Diesen Ausführungen ist jedoch das bereits zitierte hg. Erkenntnis vom 5. Juli 2006, Zl. 2006/12/0005, und jenes vom 13. September 2007, Zl. 2006/12/0164, entgegenzuhalten, welche die Theorie der wesentlichen Bedingung grundsätzlich und ohne Einschränkungen für die Frage, ob der Ausnahmefall des § 13c Abs. 1 GehG vorliegt, als maßgeblich erachteten.
Im Übrigen macht es - anders als der Beschwerdeführer meint - keinen wesentlichen Unterschied, ob die Rückführbarkeit eines Ereignisses auf einen Dienstunfall unmittelbar anspruchsbegründend, oder aber - im Wege der Anwendung einer Ausnahmebestimmung zu einem sonst eintretenden Entfall der Bezüge -
"anspruchserhaltend" wirkt (vgl. in diesem Zusammenhang auch zur Anwendbarkeit dieser Theorie für die - strukturell ähnliche - Ausnahmebestimmung von der Kürzung der Bemessungsgrundlage für den Ruhegenuss nach § 4 Abs. 4 Z. 2 PG 1965 idF BGBl.
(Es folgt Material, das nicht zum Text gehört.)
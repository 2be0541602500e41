use crate::profile::PolicyTable;
use serde::{Deserialize, Serialize};
use std::collections::BTreeMap;

/// Fields of one scope in a finished report, ordered by name
pub type Structure = BTreeMap<String, SchemaNode>;

/// Profile of a single field at one nesting level
#[derive(Debug, Clone, PartialEq, Eq, Serialize, Deserialize)]
pub struct SchemaNode {
    /// Number of times the field was present in the owning scope
    pub count: usize,

    /// `count` over the owning scope's total, e.g. "50.00%"
    pub frequency: String,

    /// Occurrences per type tag; sums to `count`
    pub types: BTreeMap<String, usize>,

    /// Profile of the field's structured values, if it ever had any
    #[serde(default, skip_serializing_if = "Option::is_none")]
    pub children: Option<Structure>,
}

/// Finished profile of a corpus
#[derive(Debug, Clone, PartialEq, Eq, Serialize, Deserialize)]
pub struct ProfileReport {
    /// Number of records that were profiled
    pub total_posts: usize,

    pub post_structure: Structure,

    /// Records excluded because they had no usable payload
    #[serde(skip)]
    pub skipped_records: usize,
}

impl ProfileReport {
    /// Look up a node by its field path, e.g. `&["user", "id"]`
    pub fn node(&self, path: &[&str]) -> Option<&SchemaNode> {
        let (first, rest) = path.split_first()?;
        let mut node = self.post_structure.get(*first)?;
        for name in rest {
            node = node.children.as_ref()?.get(*name)?;
        }
        Some(node)
    }
}

/// Configuration for a profiling run
#[derive(Debug, Clone)]
pub struct ProfileConfig {
    /// Top-level key holding the array of records
    pub records_key: String,

    /// Key inside each record holding the object to profile
    pub payload_key: String,

    /// Merge policies for structured fields
    pub policies: PolicyTable,
}

impl Default for ProfileConfig {
    fn default() -> Self {
        ProfileConfig {
            records_key: String::from("favorites"),
            payload_key: String::from("status"),
            policies: PolicyTable::default(),
        }
    }
}
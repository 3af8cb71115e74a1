//! Request log rendering

use std::fmt::Write;

use apiwatch_core::domain::log::{ExecutionState, FieldMap, LogEntry, StatusClass};

use super::{escape_html, human_time};
use crate::reconcile::ExpandState;

/// Placeholder shown when no entries are held
pub const EMPTY_LOGS: &str = "No logs yet";

/// Display structure for the request log list
#[derive(Debug, Clone, PartialEq)]
pub struct LogListView {
    pub rows: Vec<LogRow>,
}

#[derive(Debug, Clone, PartialEq)]
pub struct LogRow {
    pub id: String,
    pub method: String,
    pub path: String,
    pub badge: Badge,
    pub timestamp: String,
    /// Executing with output already captured
    pub live_output: bool,
    pub expanded: bool,
    /// Present only for expanded rows
    pub details: Option<LogDetails>,
}

#[derive(Debug, Clone, Copy, PartialEq)]
pub enum Badge {
    Executing,
    Status { code: u16, class: StatusClass },
}

impl Badge {
    pub fn css_class(&self) -> &'static str {
        match self {
            Self::Executing => "status-executing",
            Self::Status { class, .. } => match class {
                StatusClass::Success => "status-2xx",
                StatusClass::ClientError => "status-4xx",
                StatusClass::ServerError => "status-5xx",
            },
        }
    }

    pub fn text(&self) -> String {
        match self {
            Self::Executing => "executing".to_string(),
            Self::Status { code, .. } => code.to_string(),
        }
    }
}

#[derive(Debug, Clone, PartialEq)]
pub struct LogDetails {
    pub query_params: String,
    pub headers: String,
    pub prints: String,
    pub response_body: Option<String>,
    pub client_ip: String,
    pub response_time: Option<String>,
}

/// Render entries in the order given
pub fn render_logs(entries: &[LogEntry], expanded: &ExpandState) -> LogListView {
    LogListView {
        rows: entries
            .iter()
            .map(|entry| render_row(entry, expanded.is_expanded(&entry.id)))
            .collect(),
    }
}

fn render_row(entry: &LogEntry, expanded: bool) -> LogRow {
    let (badge, live_output) = match &entry.state {
        ExecutionState::Executing { prints } => (Badge::Executing, !prints.is_empty()),
        ExecutionState::Completed(done) => (
            Badge::Status {
                code: done.status_code,
                class: done.status_class(),
            },
            false,
        ),
    };

    LogRow {
        id: entry.id.clone(),
        method: entry.method.clone(),
        path: entry.path.clone(),
        badge,
        timestamp: human_time(&entry.timestamp),
        live_output,
        expanded,
        details: expanded.then(|| render_details(entry)),
    }
}

fn render_details(entry: &LogEntry) -> LogDetails {
    let (response_body, response_time) = match &entry.state {
        ExecutionState::Executing { .. } => (None, None),
        ExecutionState::Completed(done) => (
            Some(done.response_body.clone()),
            Some(format!("{:.2} ms", done.response_time_ms)),
        ),
    };

    LogDetails {
        query_params: pretty(&entry.query_params),
        headers: pretty(&entry.headers),
        prints: entry.prints().to_string(),
        response_body,
        client_ip: entry.client_ip.clone().unwrap_or_else(|| "N/A".to_string()),
        response_time,
    }
}

fn pretty(fields: &FieldMap) -> String {
    serde_json::to_string_pretty(fields).unwrap_or_default()
}

fn method_class(method: &str) -> String {
    let cleaned: String = method.chars().filter(char::is_ascii_alphanumeric).collect();
    format!("method-{}", cleaned)
}

impl LogListView {
    pub fn is_empty(&self) -> bool {
        self.rows.is_empty()
    }

    pub fn to_html(&self) -> String {
        if self.rows.is_empty() {
            return format!("<div class=\"empty-logs\">{}</div>", EMPTY_LOGS);
        }

        let mut html = String::new();
        for row in &self.rows {
            row.write_html(&mut html);
        }
        html
    }
}

impl LogRow {
    fn write_html(&self, html: &mut String) {
        let _ = write!(
            html,
            "<div class=\"log-item\" data-id=\"{}\"><div class=\"log-header\">",
            escape_html(&self.id)
        );
        let _ = write!(
            html,
            "<span class=\"log-method {}\">{}</span>",
            method_class(&self.method),
            escape_html(&self.method)
        );
        let _ = write!(
            html,
            "<span class=\"log-path\">{}</span>",
            escape_html(&self.path)
        );
        let _ = write!(
            html,
            "<span class=\"log-status {}\">{}</span>",
            self.badge.css_class(),
            self.badge.text()
        );
        if self.live_output {
            html.push_str("<span class=\"log-live\" title=\"output captured\">●</span>");
        }
        let _ = write!(
            html,
            "<span class=\"log-timestamp\">{}</span><span class=\"log-toggle\">{}</span></div>",
            self.timestamp,
            if self.expanded { "▲" } else { "▼" }
        );

        if let Some(details) = &self.details {
            html.push_str("<div class=\"log-details\">");
            section(html, "Query", &details.query_params);
            section(html, "Headers", &details.headers);
            if !details.prints.is_empty() {
                section(html, "Output", &details.prints);
            }
            if let Some(body) = &details.response_body {
                section(html, "Response", body);
            }
            section(html, "IP", &details.client_ip);
            if let Some(time) = &details.response_time {
                section(html, "Time", time);
            }
            html.push_str("</div>");
        }

        html.push_str("</div>");
    }
}

fn section(html: &mut String, title: &str, content: &str) {
    let _ = write!(
        html,
        "<div class=\"log-section\"><div class=\"log-section-title\">{}:</div>\
         <div class=\"log-section-content\">{}</div></div>",
        title,
        escape_html(content)
    );
}
//! Per-view state owners
//!
//! A view is constructed when the user opens it and owns everything that
//! feeds it: the held collection, the connection or poller, and the UI flags.
//! Closing (or dropping) the view tears all of it down.

pub mod jobs;
pub mod logs;

pub use jobs::{JobBoard, JobsView};
pub use logs::{LogFrame, LogsView};

#[derive(Debug, Clone, Copy, PartialEq, Eq)]
pub enum NoticeKind {
    Success,
    Error,
}

/// One-shot notification for a user-initiated action
#[derive(Debug, Clone, PartialEq, Eq)]
pub struct Notice {
    pub kind: NoticeKind,
    pub message: String,
}

impl Notice {
    pub fn success(message: impl Into<String>) -> Self {
        Self {
            kind: NoticeKind::Success,
            message: message.into(),
        }
    }

    pub fn error(message: impl Into<String>) -> Self {
        Self {
            kind: NoticeKind::Error,
            message: message.into(),
        }
    }

    pub fn is_error(&self) -> bool {
        self.kind == NoticeKind::Error
    }
}
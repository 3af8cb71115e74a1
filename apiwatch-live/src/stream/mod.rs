//! Live log stream
//!
//! The connection state machine lives in [`connection`]; [`client`] runs it
//! against a [`LogRepository`](crate::repository::LogRepository) and turns
//! raw event payloads into [`StreamMessage`]s.

pub mod client;
pub mod connection;

pub use client::{StreamClient, StreamHandle, StreamMessage, classify};
pub use connection::{Connection, ConnectionState};
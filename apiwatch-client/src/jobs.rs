//! Background job API endpoints

use apiwatch_core::domain::job::{JobLogLine, JobRecord};
use apiwatch_core::dto::job::{JobLogsResponse, JobsResponse, MessageResponse};
use reqwest::header::CONTENT_TYPE;

use crate::DashboardClient;
use crate::error::Result;

impl DashboardClient {
    // =============================================================================
    // Job Lifecycle
    // =============================================================================

    /// List every background job the server knows about
    ///
    /// The server does not guarantee any ordering.
    pub async fn list_jobs(&self) -> Result<Vec<JobRecord>> {
        let url = self.url("/api/background-jobs/list");
        let response = self.client.get(&url).send().await?;

        let body: JobsResponse = self.handle_response(response).await?;
        Ok(body.jobs)
    }

    /// Ask a running job to stop
    ///
    /// Cancellation is cooperative, so the job may still be `running` on
    /// the next listing.
    ///
    /// # Returns
    /// The server's acknowledgement, taken from a JSON `message` field or
    /// from a plain-text body
    pub async fn stop_job(&self, job_id: &str) -> Result<Option<String>> {
        let url = self.segments_url(&["api", "background-jobs", job_id, "stop"])?;
        let response = self.client.post(url).send().await?;
        let response = Self::check_status(response).await?;

        let is_json = response
            .headers()
            .get(CONTENT_TYPE)
            .and_then(|value| value.to_str().ok())
            .is_some_and(|value| value.starts_with("application/json"));

        let body = response.text().await?;
        if is_json {
            if let Ok(ack) = serde_json::from_str::<MessageResponse>(&body) {
                return Ok(ack.message);
            }
        }

        let text = body.trim();
        Ok((!text.is_empty()).then(|| text.to_string()))
    }

    /// Permanently delete a job and its log lines
    pub async fn delete_job(&self, job_id: &str) -> Result<()> {
        let url = self.segments_url(&["api", "background-jobs", job_id])?;
        let response = self.client.delete(url).send().await?;

        self.handle_empty_response(response).await
    }

    // =============================================================================
    // Job Logs
    // =============================================================================

    /// Get up to `limit` log lines of a job, oldest first
    pub async fn get_job_logs(&self, job_id: &str, limit: usize) -> Result<Vec<JobLogLine>> {
        let url = self.segments_url(&["api", "background-jobs", job_id, "logs"])?;
        let response = self
            .client
            .get(url)
            .query(&[("limit", limit)])
            .send()
            .await?;

        let body: JobLogsResponse = self.handle_response(response).await?;
        Ok(body.logs)
    }
}
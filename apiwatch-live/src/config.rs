//! Dashboard configuration
//!
//! Defines the connection settings, refresh intervals and page sizes used
//! by the live views.

use std::time::Duration;

/// Longest accepted interval or delay (one day)
pub const MAX_INTERVAL: Duration = Duration::from_secs(24 * 60 * 60);

/// Dashboard configuration
///
/// Intervals are configurable so slow links can back off, but the defaults
/// match what the server-side dashboard uses.
#[derive(Debug, Clone)]
pub struct Config {
    /// Server base URL (e.g., "http://localhost:8000")
    pub base_url: String,

    /// Delay before reconnecting a dropped log stream
    pub reconnect_delay: Duration,

    /// How often the job list is refreshed
    pub poll_interval: Duration,

    /// How often auto-refreshing views (log list, job log viewer) refetch
    pub refresh_interval: Duration,

    /// How many request log entries to fetch when listing
    pub log_limit: usize,

    /// Maximum number of job log lines fetched by the viewer
    pub job_log_limit: usize,
}

impl Config {
    /// Creates a new configuration with defaults
    pub fn new(base_url: String) -> Self {
        Self {
            base_url,
            reconnect_delay: Duration::from_secs(3),
            poll_interval: Duration::from_secs(3),
            refresh_interval: Duration::from_secs(5),
            log_limit: 100,
            job_log_limit: 10_000,
        }
    }

    /// Creates configuration from environment variables
    ///
    /// Expected environment variables:
    /// - APIWATCH_URL (required)
    /// - APIWATCH_RECONNECT_DELAY (optional, seconds, default: 3)
    /// - APIWATCH_POLL_INTERVAL (optional, seconds, default: 3)
    /// - APIWATCH_REFRESH_INTERVAL (optional, seconds, default: 5)
    /// - APIWATCH_LOG_LIMIT (optional, default: 100)
    /// - APIWATCH_JOB_LOG_LIMIT (optional, default: 10000)
    pub fn from_env() -> anyhow::Result<Self> {
        let base_url = std::env::var("APIWATCH_URL")
            .map_err(|_| anyhow::anyhow!("APIWATCH_URL environment variable not set"))?;

        Ok(Self::new(base_url).with_env_overrides())
    }

    /// Applies the optional interval and limit variables on top of `self`
    pub fn with_env_overrides(self) -> Self {
        self.with_overrides(|key| std::env::var(key).ok())
    }

    /// Applies interval and limit overrides read through `lookup`
    ///
    /// Unset or unparsable values keep the current setting.
    pub fn with_overrides(self, lookup: impl Fn(&str) -> Option<String>) -> Self {
        let parse = |key: &str| lookup(key).and_then(|value| value.trim().parse::<u64>().ok());
        let secs = |key: &str| parse(key).map(Duration::from_secs);

        Self {
            reconnect_delay: secs("APIWATCH_RECONNECT_DELAY").unwrap_or(self.reconnect_delay),
            poll_interval: secs("APIWATCH_POLL_INTERVAL").unwrap_or(self.poll_interval),
            refresh_interval: secs("APIWATCH_REFRESH_INTERVAL").unwrap_or(self.refresh_interval),
            log_limit: parse("APIWATCH_LOG_LIMIT")
                .and_then(|n| usize::try_from(n).ok())
                .unwrap_or(self.log_limit),
            job_log_limit: parse("APIWATCH_JOB_LOG_LIMIT")
                .and_then(|n| usize::try_from(n).ok())
                .unwrap_or(self.job_log_limit),
            ..self
        }
    }

    /// Validates the configuration
    pub fn validate(&self) -> anyhow::Result<()> {
        if self.base_url.is_empty() {
            anyhow::bail!("base_url cannot be empty");
        }

        if !self.base_url.starts_with("http://") && !self.base_url.starts_with("https://") {
            anyhow::bail!("base_url must start with http:// or https://");
        }

        if self.reconnect_delay.is_zero() {
            anyhow::bail!("reconnect_delay must be greater than 0");
        }

        if self.poll_interval.is_zero() {
            anyhow::bail!("poll_interval must be greater than 0");
        }

        if self.refresh_interval.is_zero() {
            anyhow::bail!("refresh_interval must be greater than 0");
        }

        for (name, interval) in [
            ("reconnect_delay", self.reconnect_delay),
            ("poll_interval", self.poll_interval),
            ("refresh_interval", self.refresh_interval),
        ] {
            if interval > MAX_INTERVAL {
                anyhow::bail!("{} must be at most {} seconds", name, MAX_INTERVAL.as_secs());
            }
        }

        if self.log_limit == 0 || self.job_log_limit == 0 {
            anyhow::bail!("log limits must be greater than 0");
        }

        Ok(())
    }
}

impl Default for Config {
    fn default() -> Self {
        Self::new("http://localhost:8000".to_string())
    }
}
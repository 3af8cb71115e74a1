//! Core domain types
//!
//! This module contains the structures the dashboard holds in memory.
//! They are built from the wire DTOs in [`crate::dto`] and are the only
//! shapes the reconciler, renderer and poller operate on.

pub mod job;
pub mod log;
I Nr. 123/1998, das hg. Erkenntnis vom 27. Oktober 1999, Zl. 98/12/0391).
Aus diesen Erwägungen war die Beschwerde gemäß § 42 Abs. 1 VwGG als unbegründet abzuweisen.
Die Kostenentscheidung gründet sich auf die §§ 47 ff VwGG in Verbindung mit der VwGH-Aufwandersatzverordnung 2008, BGBl. II Nr. 455, insbesondere deren § 3 Abs. 2.